* **Your task**
Track down every line below that holds "MissingConversion" and copy it.

(Data to process Opens)

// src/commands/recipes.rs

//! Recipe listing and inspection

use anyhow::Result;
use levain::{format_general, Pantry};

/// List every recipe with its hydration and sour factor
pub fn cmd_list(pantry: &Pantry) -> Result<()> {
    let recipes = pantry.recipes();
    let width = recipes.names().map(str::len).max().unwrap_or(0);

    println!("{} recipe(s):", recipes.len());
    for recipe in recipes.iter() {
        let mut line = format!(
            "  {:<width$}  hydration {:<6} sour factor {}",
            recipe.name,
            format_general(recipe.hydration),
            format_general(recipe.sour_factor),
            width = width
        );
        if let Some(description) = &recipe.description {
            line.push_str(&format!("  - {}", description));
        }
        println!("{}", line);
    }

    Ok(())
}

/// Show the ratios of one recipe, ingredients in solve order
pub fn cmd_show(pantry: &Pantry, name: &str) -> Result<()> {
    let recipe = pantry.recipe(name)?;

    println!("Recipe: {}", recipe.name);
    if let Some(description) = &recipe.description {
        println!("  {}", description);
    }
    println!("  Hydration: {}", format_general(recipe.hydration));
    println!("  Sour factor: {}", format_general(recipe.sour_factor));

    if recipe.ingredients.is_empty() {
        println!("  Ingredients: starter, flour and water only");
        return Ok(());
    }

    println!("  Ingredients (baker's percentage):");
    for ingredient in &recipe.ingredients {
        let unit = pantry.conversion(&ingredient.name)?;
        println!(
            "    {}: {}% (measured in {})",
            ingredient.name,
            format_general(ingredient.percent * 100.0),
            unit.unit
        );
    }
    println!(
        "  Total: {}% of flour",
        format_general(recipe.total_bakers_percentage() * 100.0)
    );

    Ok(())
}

(Data to process Closes)
(Data to process Opens)

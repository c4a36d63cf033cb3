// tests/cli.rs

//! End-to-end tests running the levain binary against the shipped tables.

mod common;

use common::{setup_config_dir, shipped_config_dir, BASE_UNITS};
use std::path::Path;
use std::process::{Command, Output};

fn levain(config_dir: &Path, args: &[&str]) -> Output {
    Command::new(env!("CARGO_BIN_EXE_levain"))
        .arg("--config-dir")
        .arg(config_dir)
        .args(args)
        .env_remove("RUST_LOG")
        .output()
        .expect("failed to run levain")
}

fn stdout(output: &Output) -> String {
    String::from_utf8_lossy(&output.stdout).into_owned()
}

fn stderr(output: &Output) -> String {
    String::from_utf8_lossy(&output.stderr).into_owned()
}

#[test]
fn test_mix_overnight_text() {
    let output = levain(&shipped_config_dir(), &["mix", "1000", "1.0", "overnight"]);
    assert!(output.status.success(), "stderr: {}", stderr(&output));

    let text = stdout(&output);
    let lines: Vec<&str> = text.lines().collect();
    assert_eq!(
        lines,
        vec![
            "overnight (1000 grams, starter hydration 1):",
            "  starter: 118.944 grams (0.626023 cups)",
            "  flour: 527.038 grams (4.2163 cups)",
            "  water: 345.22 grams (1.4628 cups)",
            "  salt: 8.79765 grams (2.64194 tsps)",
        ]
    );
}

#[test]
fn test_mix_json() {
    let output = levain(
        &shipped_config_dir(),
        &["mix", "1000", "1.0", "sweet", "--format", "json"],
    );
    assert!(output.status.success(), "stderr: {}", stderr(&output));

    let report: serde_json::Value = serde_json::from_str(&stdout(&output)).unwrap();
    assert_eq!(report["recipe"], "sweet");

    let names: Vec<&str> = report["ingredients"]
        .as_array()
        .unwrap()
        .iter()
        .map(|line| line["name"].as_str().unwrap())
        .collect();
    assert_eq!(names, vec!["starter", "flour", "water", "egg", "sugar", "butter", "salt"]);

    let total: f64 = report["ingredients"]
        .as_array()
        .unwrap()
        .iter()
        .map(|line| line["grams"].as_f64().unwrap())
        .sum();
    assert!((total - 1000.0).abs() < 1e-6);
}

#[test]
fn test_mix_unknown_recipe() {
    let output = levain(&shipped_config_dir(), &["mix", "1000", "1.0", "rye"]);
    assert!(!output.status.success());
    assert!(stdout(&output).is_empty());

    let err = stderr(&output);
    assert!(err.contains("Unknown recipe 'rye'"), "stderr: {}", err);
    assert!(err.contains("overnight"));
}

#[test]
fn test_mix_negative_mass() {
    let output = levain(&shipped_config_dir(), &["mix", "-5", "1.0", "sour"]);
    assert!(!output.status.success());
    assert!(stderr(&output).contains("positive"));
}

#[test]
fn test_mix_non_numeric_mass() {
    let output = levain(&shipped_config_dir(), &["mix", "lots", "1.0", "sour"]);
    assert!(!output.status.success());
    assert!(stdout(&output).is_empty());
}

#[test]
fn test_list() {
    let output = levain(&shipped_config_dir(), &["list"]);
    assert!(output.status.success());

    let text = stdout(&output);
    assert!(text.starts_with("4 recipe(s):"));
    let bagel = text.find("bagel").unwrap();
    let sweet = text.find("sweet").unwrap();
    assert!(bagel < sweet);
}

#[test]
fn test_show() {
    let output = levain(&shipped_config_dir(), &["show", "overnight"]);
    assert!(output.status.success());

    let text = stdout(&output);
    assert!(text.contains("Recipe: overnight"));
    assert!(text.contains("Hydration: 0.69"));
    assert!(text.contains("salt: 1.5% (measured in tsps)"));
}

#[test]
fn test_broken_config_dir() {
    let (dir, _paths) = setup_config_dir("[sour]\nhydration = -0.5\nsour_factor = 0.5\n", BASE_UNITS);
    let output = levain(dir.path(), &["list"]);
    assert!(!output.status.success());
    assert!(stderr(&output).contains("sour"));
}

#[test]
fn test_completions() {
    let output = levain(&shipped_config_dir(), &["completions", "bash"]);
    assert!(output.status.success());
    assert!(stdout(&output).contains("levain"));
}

(Data to process Closes)
(Data to process Opens)

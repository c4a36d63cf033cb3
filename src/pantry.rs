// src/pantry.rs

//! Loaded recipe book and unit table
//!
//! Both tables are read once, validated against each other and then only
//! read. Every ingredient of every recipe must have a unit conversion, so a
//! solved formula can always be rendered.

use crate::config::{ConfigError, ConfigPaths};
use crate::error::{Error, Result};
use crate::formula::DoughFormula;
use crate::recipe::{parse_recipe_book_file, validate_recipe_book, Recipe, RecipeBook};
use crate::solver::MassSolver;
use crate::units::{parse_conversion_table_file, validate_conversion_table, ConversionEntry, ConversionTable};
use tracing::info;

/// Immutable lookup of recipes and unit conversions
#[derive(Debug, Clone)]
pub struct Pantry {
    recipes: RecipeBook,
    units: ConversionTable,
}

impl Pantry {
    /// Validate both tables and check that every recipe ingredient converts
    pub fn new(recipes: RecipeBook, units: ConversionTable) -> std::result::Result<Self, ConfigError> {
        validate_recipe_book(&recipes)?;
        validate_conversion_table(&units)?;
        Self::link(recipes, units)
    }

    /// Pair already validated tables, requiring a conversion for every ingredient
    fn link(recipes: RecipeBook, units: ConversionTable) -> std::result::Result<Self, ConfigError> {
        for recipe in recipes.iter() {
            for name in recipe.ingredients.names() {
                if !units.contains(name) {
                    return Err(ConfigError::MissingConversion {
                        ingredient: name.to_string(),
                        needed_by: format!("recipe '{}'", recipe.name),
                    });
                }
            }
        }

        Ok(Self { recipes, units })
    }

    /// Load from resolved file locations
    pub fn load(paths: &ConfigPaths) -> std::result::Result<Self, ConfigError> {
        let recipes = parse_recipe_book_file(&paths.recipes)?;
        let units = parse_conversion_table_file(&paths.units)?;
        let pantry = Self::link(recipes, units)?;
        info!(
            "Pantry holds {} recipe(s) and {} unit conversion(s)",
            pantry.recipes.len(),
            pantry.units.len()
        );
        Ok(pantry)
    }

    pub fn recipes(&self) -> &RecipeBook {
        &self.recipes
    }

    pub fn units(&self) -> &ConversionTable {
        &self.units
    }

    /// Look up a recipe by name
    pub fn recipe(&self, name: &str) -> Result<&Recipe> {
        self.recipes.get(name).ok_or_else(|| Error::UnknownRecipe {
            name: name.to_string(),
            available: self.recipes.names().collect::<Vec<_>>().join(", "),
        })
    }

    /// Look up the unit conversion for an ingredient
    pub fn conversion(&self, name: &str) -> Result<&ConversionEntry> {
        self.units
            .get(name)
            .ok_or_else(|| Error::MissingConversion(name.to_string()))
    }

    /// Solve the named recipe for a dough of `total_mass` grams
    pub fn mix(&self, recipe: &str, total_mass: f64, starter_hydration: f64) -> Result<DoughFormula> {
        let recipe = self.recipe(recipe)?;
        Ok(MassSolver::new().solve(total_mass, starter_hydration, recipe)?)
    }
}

(Data to process Closes)

* **Expected answer**
                    return Err(ConfigError::MissingConversion {
            .ok_or_else(|| Error::MissingConversion(name.to_string()))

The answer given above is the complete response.